» **Extracted records**:
━━━━━━

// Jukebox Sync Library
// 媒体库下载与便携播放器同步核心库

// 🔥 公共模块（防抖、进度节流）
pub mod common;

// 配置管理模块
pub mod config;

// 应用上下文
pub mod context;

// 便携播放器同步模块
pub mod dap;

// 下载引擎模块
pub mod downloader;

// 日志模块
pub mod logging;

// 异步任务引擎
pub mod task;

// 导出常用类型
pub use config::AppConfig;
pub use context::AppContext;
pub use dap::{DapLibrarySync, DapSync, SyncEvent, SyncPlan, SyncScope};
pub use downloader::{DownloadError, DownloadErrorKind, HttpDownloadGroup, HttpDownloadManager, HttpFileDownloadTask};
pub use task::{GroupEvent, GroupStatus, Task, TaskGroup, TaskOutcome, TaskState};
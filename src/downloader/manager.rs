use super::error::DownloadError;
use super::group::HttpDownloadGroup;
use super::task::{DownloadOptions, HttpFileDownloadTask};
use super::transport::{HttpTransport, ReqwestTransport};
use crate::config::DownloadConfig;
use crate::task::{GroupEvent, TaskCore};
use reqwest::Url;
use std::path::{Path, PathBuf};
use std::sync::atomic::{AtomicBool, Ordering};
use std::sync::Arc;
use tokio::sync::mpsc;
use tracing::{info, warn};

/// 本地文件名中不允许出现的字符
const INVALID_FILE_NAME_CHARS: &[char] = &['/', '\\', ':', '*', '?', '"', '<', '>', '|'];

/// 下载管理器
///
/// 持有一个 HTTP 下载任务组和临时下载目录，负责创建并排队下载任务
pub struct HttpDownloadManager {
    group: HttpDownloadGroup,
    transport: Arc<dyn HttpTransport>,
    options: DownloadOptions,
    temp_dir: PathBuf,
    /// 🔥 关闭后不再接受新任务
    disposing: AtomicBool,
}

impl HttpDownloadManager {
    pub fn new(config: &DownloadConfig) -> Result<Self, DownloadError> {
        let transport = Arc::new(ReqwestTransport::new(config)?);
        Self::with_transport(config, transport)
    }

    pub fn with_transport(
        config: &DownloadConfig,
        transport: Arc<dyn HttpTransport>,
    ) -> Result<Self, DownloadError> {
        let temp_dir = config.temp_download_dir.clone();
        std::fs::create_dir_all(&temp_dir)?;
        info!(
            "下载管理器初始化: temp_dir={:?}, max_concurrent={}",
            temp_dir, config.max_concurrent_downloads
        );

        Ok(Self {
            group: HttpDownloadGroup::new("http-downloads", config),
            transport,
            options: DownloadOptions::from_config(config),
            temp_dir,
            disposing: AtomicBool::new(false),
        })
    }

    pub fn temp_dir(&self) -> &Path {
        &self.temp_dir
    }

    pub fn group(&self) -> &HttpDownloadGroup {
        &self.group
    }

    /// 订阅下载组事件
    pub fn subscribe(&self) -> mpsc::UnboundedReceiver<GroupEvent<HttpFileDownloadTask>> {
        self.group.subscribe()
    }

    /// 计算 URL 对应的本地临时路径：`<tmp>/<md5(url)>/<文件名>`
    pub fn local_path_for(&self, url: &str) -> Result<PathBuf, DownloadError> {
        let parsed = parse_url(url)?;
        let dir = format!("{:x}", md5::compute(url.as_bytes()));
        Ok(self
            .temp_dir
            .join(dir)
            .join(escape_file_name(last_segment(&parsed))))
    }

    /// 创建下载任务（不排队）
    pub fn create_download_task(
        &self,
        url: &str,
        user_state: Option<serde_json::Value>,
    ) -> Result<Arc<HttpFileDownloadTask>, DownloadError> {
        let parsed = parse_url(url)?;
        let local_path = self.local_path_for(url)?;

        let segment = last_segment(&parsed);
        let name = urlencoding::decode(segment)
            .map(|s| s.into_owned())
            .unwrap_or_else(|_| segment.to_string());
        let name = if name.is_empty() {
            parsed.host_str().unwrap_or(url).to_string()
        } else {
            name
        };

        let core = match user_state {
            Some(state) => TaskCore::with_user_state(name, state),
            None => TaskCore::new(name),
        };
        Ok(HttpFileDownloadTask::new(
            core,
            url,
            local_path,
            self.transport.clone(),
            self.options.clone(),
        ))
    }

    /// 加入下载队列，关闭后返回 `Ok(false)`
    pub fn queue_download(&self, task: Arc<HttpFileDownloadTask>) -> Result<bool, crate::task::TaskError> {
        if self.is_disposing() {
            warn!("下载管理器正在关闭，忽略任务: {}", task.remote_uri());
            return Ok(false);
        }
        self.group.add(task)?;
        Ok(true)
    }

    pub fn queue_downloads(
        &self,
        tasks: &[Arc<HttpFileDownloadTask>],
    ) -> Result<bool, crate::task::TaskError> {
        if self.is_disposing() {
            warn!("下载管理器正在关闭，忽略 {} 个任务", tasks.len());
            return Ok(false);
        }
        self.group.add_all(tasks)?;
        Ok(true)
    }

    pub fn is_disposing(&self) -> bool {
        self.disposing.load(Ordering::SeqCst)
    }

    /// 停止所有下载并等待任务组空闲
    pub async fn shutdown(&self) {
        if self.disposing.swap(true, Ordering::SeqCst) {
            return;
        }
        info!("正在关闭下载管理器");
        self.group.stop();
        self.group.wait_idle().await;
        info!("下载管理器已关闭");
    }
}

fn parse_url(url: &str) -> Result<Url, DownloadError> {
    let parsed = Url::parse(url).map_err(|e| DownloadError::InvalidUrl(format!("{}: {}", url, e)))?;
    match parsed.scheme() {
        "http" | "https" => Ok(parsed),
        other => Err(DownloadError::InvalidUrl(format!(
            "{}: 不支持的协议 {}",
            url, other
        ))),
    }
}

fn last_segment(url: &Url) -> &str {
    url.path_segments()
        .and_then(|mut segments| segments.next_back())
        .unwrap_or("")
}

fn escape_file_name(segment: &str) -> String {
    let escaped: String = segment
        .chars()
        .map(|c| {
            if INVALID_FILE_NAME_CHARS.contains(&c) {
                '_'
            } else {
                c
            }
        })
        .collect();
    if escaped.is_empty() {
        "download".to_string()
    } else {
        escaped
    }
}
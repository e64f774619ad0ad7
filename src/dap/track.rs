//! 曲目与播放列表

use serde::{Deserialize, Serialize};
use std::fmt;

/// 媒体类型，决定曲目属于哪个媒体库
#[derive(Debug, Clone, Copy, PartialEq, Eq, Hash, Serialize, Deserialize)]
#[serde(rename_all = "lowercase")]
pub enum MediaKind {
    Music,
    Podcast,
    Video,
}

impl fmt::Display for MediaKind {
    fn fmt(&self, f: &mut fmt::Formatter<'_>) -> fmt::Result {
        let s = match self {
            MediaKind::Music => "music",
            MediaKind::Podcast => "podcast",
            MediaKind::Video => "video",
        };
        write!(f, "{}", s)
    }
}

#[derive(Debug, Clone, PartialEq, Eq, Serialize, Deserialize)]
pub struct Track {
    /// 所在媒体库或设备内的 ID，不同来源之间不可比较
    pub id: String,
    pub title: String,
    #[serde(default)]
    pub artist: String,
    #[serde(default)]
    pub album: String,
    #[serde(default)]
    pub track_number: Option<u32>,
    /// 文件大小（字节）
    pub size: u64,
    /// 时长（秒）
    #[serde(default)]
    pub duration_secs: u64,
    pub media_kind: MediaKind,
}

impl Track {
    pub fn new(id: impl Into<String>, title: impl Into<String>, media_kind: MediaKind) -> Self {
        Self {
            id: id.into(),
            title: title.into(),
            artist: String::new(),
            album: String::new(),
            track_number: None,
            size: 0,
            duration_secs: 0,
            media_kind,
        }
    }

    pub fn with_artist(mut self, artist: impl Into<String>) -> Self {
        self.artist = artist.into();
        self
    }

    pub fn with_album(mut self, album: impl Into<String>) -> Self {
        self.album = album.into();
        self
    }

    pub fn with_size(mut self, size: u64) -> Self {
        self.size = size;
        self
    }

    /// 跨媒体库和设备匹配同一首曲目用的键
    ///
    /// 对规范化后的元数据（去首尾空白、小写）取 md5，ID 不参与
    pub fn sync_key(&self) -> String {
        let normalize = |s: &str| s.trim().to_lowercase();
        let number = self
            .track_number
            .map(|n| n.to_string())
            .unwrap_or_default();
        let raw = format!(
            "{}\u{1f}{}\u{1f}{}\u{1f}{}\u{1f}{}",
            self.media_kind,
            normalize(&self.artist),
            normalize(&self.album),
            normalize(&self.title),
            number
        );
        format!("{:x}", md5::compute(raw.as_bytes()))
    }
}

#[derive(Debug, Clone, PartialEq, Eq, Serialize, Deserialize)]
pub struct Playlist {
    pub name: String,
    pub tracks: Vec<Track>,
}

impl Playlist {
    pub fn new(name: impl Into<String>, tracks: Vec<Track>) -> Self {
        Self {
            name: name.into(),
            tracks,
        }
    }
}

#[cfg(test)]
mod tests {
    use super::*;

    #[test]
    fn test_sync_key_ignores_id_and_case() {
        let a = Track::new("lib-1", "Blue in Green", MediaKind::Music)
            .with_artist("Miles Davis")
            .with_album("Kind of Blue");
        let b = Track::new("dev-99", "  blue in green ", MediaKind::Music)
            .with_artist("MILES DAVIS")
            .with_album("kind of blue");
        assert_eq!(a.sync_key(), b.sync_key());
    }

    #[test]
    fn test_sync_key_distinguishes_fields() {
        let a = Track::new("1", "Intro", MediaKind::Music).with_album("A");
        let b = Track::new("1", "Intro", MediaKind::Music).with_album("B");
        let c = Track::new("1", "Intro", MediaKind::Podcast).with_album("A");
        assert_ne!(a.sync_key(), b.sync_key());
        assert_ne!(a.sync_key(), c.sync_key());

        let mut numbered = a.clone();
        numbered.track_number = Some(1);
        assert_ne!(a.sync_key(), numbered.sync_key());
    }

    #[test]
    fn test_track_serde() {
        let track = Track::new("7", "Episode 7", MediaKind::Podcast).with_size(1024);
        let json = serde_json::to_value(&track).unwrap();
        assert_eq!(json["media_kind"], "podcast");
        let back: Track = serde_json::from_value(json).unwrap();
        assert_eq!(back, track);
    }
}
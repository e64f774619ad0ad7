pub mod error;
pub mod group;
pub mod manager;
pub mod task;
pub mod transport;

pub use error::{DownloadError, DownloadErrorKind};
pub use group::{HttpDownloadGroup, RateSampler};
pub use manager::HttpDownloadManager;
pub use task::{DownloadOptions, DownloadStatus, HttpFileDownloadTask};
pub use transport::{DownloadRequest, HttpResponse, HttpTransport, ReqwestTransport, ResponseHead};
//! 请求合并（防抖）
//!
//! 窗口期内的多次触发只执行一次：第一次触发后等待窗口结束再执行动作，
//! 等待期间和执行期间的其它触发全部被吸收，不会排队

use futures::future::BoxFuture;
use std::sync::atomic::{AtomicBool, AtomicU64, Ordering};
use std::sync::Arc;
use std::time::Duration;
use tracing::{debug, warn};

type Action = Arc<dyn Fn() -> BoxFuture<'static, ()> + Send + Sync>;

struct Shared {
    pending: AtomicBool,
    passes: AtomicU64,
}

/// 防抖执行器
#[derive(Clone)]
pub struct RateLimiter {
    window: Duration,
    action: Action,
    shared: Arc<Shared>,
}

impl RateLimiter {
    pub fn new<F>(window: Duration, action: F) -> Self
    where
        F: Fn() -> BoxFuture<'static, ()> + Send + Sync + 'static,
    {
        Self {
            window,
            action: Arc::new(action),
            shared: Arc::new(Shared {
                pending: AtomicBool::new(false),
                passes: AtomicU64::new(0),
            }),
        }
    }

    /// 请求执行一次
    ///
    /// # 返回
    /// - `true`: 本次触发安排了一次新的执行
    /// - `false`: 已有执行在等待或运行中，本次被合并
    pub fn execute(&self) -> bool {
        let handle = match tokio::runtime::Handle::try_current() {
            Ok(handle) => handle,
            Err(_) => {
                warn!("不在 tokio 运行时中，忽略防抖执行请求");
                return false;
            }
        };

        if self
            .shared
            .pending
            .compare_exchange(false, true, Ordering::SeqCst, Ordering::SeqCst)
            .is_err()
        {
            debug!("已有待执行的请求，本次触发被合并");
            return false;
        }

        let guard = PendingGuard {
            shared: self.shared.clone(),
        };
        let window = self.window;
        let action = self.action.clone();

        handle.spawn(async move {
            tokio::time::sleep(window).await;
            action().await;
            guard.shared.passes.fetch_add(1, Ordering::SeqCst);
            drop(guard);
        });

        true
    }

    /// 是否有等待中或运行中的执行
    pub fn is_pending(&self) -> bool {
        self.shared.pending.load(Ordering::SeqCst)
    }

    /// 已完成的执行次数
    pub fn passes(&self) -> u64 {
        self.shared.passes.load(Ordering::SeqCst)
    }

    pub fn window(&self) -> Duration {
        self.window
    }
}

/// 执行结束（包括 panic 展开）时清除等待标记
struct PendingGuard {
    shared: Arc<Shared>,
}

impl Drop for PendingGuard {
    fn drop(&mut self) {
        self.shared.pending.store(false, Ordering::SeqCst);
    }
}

━━━━━━

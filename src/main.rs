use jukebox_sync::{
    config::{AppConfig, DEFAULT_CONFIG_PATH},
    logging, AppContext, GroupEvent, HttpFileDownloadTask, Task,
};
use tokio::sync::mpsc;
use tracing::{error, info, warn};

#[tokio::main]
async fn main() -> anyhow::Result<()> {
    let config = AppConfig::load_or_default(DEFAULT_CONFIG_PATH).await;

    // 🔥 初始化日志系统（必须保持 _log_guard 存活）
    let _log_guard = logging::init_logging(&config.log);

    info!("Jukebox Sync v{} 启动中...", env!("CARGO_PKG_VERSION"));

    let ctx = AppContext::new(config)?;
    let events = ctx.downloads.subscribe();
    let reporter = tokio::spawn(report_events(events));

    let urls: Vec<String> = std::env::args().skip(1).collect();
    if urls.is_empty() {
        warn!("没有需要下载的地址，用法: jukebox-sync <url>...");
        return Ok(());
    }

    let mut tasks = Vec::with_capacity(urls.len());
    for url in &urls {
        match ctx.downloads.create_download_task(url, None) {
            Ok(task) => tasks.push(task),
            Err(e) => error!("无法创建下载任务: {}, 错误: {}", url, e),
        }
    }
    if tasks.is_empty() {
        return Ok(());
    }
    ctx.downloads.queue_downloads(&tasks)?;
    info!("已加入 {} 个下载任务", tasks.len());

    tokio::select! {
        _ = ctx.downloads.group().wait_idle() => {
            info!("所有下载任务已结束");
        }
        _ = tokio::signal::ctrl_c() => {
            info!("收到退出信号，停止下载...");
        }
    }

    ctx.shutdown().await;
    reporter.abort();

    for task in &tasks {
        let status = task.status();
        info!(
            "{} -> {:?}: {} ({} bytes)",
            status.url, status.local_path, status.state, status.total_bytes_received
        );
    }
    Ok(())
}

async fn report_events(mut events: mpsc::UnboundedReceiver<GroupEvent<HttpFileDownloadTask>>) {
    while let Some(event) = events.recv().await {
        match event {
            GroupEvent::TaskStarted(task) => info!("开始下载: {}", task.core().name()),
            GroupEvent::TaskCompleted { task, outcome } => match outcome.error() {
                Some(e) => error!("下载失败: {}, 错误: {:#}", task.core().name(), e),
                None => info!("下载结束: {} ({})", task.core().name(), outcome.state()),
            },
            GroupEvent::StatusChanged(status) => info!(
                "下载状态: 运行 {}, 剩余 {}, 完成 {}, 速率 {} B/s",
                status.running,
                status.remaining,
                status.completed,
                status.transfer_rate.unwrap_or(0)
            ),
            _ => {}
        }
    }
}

━━━━━━

» **Task item**: Could you return exactly the lines above from the line with "assert_eq!(back, track);" to the line with "action().await;", both included, and nothing else?

» **Answer section**:
        assert_eq!(back, track);
    }
}
repository e64f774619ad0ad7
pub mod error;
pub mod group;
pub mod manager;
pub mod task;
pub mod transport;

pub use error::{DownloadError, DownloadErrorKind};
pub use group::{HttpDownloadGroup, RateSampler};
pub use manager::HttpDownloadManager;
pub use task::{DownloadOptions, DownloadStatus, HttpFileDownloadTask};
pub use transport::{DownloadRequest, HttpResponse, HttpTransport, ReqwestTransport, ResponseHead};
//! 请求合并（防抖）
//!
//! 窗口期内的多次触发只执行一次：第一次触发后等待窗口结束再执行动作，
//! 等待期间和执行期间的其它触发全部被吸收，不会排队

use futures::future::BoxFuture;
use std::sync::atomic::{AtomicBool, AtomicU64, Ordering};
use std::sync::Arc;
use std::time::Duration;
use tracing::{debug, warn};

type Action = Arc<dyn Fn() -> BoxFuture<'static, ()> + Send + Sync>;

struct Shared {
    pending: AtomicBool,
    passes: AtomicU64,
}

/// 防抖执行器
#[derive(Clone)]
pub struct RateLimiter {
    window: Duration,
    action: Action,
    shared: Arc<Shared>,
}

impl RateLimiter {
    pub fn new<F>(window: Duration, action: F) -> Self
    where
        F: Fn() -> BoxFuture<'static, ()> + Send + Sync + 'static,
    {
        Self {
            window,
            action: Arc::new(action),
            shared: Arc::new(Shared {
                pending: AtomicBool::new(false),
                passes: AtomicU64::new(0),
            }),
        }
    }

    /// 请求执行一次
    ///
    /// # 返回
    /// - `true`: 本次触发安排了一次新的执行
    /// - `false`: 已有执行在等待或运行中，本次被合并
    pub fn execute(&self) -> bool {
        let handle = match tokio::runtime::Handle::try_current() {
            Ok(handle) => handle,
            Err(_) => {
                warn!("不在 tokio 运行时中，忽略防抖执行请求");
                return false;
            }
        };

        if self
            .shared
            .pending
            .compare_exchange(false, true, Ordering::SeqCst, Ordering::SeqCst)
            .is_err()
        {
            debug!("已有待执行的请求，本次触发被合并");
            return false;
        }

        let guard = PendingGuard {
            shared: self.shared.clone(),
        };
        let window = self.window;
        let action = self.action.clone();

        handle.spawn(async move {
            tokio::time::sleep(window).await;
            action().await;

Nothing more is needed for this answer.